Stored data:
-------
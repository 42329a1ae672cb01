//! Context request and assembled orchestrator context.
//!
//! A [`ContextRequest`] is built once per turn by the dispatch layer and never
//! changes afterwards. The [`OrchestratorContext`] is the payload handed to the
//! orchestrator model: every slice has an empty default, so a context is never
//! malformed, only thinner.

use crate::message::ChatTurn;
use crate::state::{PendingActions, Record};
use chrono::{DateTime, Utc};
use serde::{Deserialize, Serialize};

pub const DEFAULT_K_TURNS: usize = 6;
pub const DEFAULT_TOP_K: usize = 5;
pub const CONTEXT_VERSION: &str = "v1";

/// What the user is trying to do this turn.
#[derive(Debug, Clone, Copy, PartialEq, Eq, Hash, Serialize, Deserialize)]
#[serde(rename_all = "snake_case")]
pub enum Intent {
    VendorSearch,
    BudgetManagement,
    TimelinePlanning,
    TaskManagement,
    RitualInquiry,
    GeneralPlanning,
    StatusCheck,
    /// Greetings and near-empty messages.
    ProactiveGreeting,
    /// Vague questions that need a proactive answer.
    OpenEnded,
}

impl Intent {
    pub fn as_str(&self) -> &'static str {
        match self {
            Self::VendorSearch => "vendor_search",
            Self::BudgetManagement => "budget_management",
            Self::TimelinePlanning => "timeline_planning",
            Self::TaskManagement => "task_management",
            Self::RitualInquiry => "ritual_inquiry",
            Self::GeneralPlanning => "general_planning",
            Self::StatusCheck => "status_check",
            Self::ProactiveGreeting => "proactive_greeting",
            Self::OpenEnded => "open_ended",
        }
    }

    /// Intents answered from a full view of the plan.
    pub fn is_proactive(&self) -> bool {
        matches!(
            self,
            Self::ProactiveGreeting | Self::OpenEnded | Self::StatusCheck | Self::GeneralPlanning
        )
    }
}

impl std::fmt::Display for Intent {
    fn fmt(&self, f: &mut std::fmt::Formatter<'_>) -> std::fmt::Result {
        f.write_str(self.as_str())
    }
}

/// Which plan-state slices a turn needs.
#[derive(Debug, Clone, Copy, PartialEq, Eq, Hash, Serialize, Deserialize)]
#[serde(rename_all = "snake_case")]
pub enum ContextScope {
    /// Wedding basics and user info only.
    Minimal,
    Workflow,
    Budget,
    Vendor,
    Timeline,
    Proactive,
    Full,
}

impl ContextScope {
    pub fn as_str(&self) -> &'static str {
        match self {
            Self::Minimal => "minimal",
            Self::Workflow => "workflow",
            Self::Budget => "budget",
            Self::Vendor => "vendor",
            Self::Timeline => "timeline",
            Self::Proactive => "proactive",
            Self::Full => "full",
        }
    }

    pub fn wants_tasks(&self) -> bool {
        matches!(
            self,
            Self::Workflow | Self::Timeline | Self::Proactive | Self::Full
        )
    }

    pub fn wants_budget(&self) -> bool {
        matches!(
            self,
            Self::Budget | Self::Vendor | Self::Proactive | Self::Full
        )
    }

    pub fn wants_vendors(&self) -> bool {
        matches!(
            self,
            Self::Budget | Self::Vendor | Self::Proactive | Self::Full
        )
    }
}

impl std::fmt::Display for ContextScope {
    fn fmt(&self, f: &mut std::fmt::Formatter<'_>) -> std::fmt::Result {
        f.write_str(self.as_str())
    }
}

/// One turn's request for context. Immutable once built.
#[derive(Debug, Clone, PartialEq, Serialize)]
pub struct ContextRequest {
    wedding_id: String,
    user_id: String,
    user_role: Option<String>,
    session_id: Option<String>,
    message: String,
    intent: Intent,
    scope: ContextScope,
    k_turns: usize,
    top_k: usize,
}

impl ContextRequest {
    pub fn new(
        wedding_id: impl Into<String>,
        user_id: impl Into<String>,
        intent: Intent,
        scope: ContextScope,
    ) -> Self {
        Self {
            wedding_id: wedding_id.into(),
            user_id: user_id.into(),
            user_role: None,
            session_id: None,
            message: String::new(),
            intent,
            scope,
            k_turns: DEFAULT_K_TURNS,
            top_k: DEFAULT_TOP_K,
        }
    }

    pub fn with_role(mut self, role: impl Into<String>) -> Self {
        self.user_role = Some(role.into());
        self
    }

    pub fn with_session(mut self, session_id: impl Into<String>) -> Self {
        self.session_id = Some(session_id.into());
        self
    }

    /// The user utterance; also the semantic recall query.
    pub fn with_message(mut self, message: impl Into<String>) -> Self {
        self.message = message.into();
        self
    }

    pub fn with_k_turns(mut self, k_turns: usize) -> Self {
        self.k_turns = k_turns;
        self
    }

    pub fn with_top_k(mut self, top_k: usize) -> Self {
        self.top_k = top_k;
        self
    }

    pub fn wedding_id(&self) -> &str {
        &self.wedding_id
    }

    pub fn user_id(&self) -> &str {
        &self.user_id
    }

    pub fn user_role(&self) -> Option<&str> {
        self.user_role.as_deref()
    }

    pub fn session_id(&self) -> Option<&str> {
        self.session_id.as_deref()
    }

    pub fn message(&self) -> &str {
        &self.message
    }

    pub fn intent(&self) -> Intent {
        self.intent
    }

    pub fn scope(&self) -> ContextScope {
        self.scope
    }

    pub fn k_turns(&self) -> usize {
        self.k_turns
    }

    pub fn top_k(&self) -> usize {
        self.top_k
    }
}

/// Provenance of one recalled fact.
#[derive(Debug, Clone, PartialEq, Serialize, Deserialize)]
pub struct MemorySource {
    pub content: String,
    pub created_at: DateTime<Utc>,
    #[serde(default, skip_serializing_if = "Option::is_none")]
    pub author: Option<String>,
    #[serde(default, skip_serializing_if = "Option::is_none")]
    pub session_id: Option<String>,
}

/// Recalled facts with their sources, most relevant (or most recent) first.
///
/// `facts` and `sources` are parallel: the only way to add to one is
/// [`SemanticMemory::push`], which adds to both.
#[derive(Debug, Clone, Default, PartialEq, Serialize)]
pub struct SemanticMemory {
    facts: Vec<String>,
    sources: Vec<MemorySource>,
}

impl SemanticMemory {
    pub fn new() -> Self {
        Self::default()
    }

    pub fn push(&mut self, fact: impl Into<String>, source: MemorySource) {
        self.facts.push(fact.into());
        self.sources.push(source);
    }

    pub fn facts(&self) -> &[String] {
        &self.facts
    }

    pub fn sources(&self) -> &[MemorySource] {
        &self.sources
    }

    pub fn len(&self) -> usize {
        self.facts.len()
    }

    pub fn is_empty(&self) -> bool {
        self.facts.is_empty()
    }

    /// Keep the first `len` facts (and their sources).
    pub fn truncate(&mut self, len: usize) {
        self.facts.truncate(len);
        self.sources.truncate(len);
    }

    pub fn iter(&self) -> impl Iterator<Item = (&String, &MemorySource)> {
        self.facts.iter().zip(self.sources.iter())
    }
}

/// Which retrieval path served the semantic memory slice.
#[derive(Debug, Clone, Copy, Default, PartialEq, Eq, Serialize, Deserialize)]
#[serde(rename_all = "snake_case")]
pub enum RecallPath {
    Vector,
    Fallback,
    #[default]
    Empty,
}

#[derive(Debug, Clone, Copy, Default, PartialEq, Serialize, Deserialize)]
pub struct BudgetTotals {
    pub total_budget: f64,
    pub total_spent: f64,
    pub remaining_budget: f64,
}

#[derive(Debug, Clone, Copy, Default, PartialEq, Serialize, Deserialize)]
pub struct BudgetSummary {
    pub total_budget: f64,
    pub total_spent: f64,
    pub pending_amount: f64,
    pub total_items: u64,
}

#[derive(Debug, Clone, Copy, Default, PartialEq, Eq, Serialize, Deserialize)]
pub struct TimelineSummary {
    pub upcoming_count: usize,
    pub overdue_count: usize,
    pub urgent_count: usize,
}

/// Assembly metadata.
#[derive(Debug, Clone, PartialEq, Serialize)]
pub struct ContextMeta {
    pub intent: Option<Intent>,
    pub scope: Option<ContextScope>,
    pub k_turns: usize,
    pub top_k: usize,
    pub context_version: &'static str,
    pub assembled_at: DateTime<Utc>,
    /// Advisory token estimate of the serialized context.
    pub token_estimate: Option<usize>,
    pub recall_path: RecallPath,
    /// Slices whose fetch failed and were replaced by their empty value.
    pub defaulted_slices: Vec<String>,
    /// Slices shortened to fit the soft token budget.
    pub truncated: Vec<String>,
}

impl Default for ContextMeta {
    fn default() -> Self {
        Self {
            intent: None,
            scope: None,
            k_turns: DEFAULT_K_TURNS,
            top_k: DEFAULT_TOP_K,
            context_version: CONTEXT_VERSION,
            assembled_at: Utc::now(),
            token_estimate: None,
            recall_path: RecallPath::Empty,
            defaulted_slices: Vec::new(),
            truncated: Vec::new(),
        }
    }
}

/// The assembled payload handed to the orchestrator model.
#[derive(Debug, Clone, Default, PartialEq, Serialize)]
pub struct OrchestratorContext {
    // Core identifiers
    pub current_wedding_id: Option<String>,
    pub current_user_id: Option<String>,
    pub current_user_role: Option<String>,
    pub user_display_name: Option<String>,
    pub user_email: Option<String>,
    pub wedding_data: Record,

    // Vendors
    pub shortlisted_vendors: Vec<Record>,
    pub bookings: Vec<Record>,

    // Budget
    pub budget_by_category: Vec<Record>,
    pub budget_totals: BudgetTotals,
    pub budget_summary: BudgetSummary,
    pub recent_expenses: Vec<Record>,

    // Tasks and timeline
    pub active_workflows: Vec<Record>,
    pub relevant_tasks: Vec<Record>,
    pub upcoming_events: Vec<Record>,
    pub overdue_tasks: Vec<Record>,
    pub urgent_tasks: Vec<Record>,
    pub upcoming_deadlines: Vec<Record>,
    pub timeline_summary: TimelineSummary,

    // Guests and collaboration
    pub pending_actions: PendingActions,
    pub collab_status: Record,
    pub guest_context: Record,

    /// Topic hint derived from the latest user message.
    pub thread_hint: Record,

    // Conversation memory
    pub recent_messages: Vec<ChatTurn>,
    pub semantic_memory: SemanticMemory,

    pub meta: ContextMeta,
}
-------
• Directions for this task
Look through the data above. Find each line with the string "first" and copy it.

• Answer section
/// Recalled facts with their sources, most relevant (or most recent) first.
    /// Keep the first `len` facts (and their sources).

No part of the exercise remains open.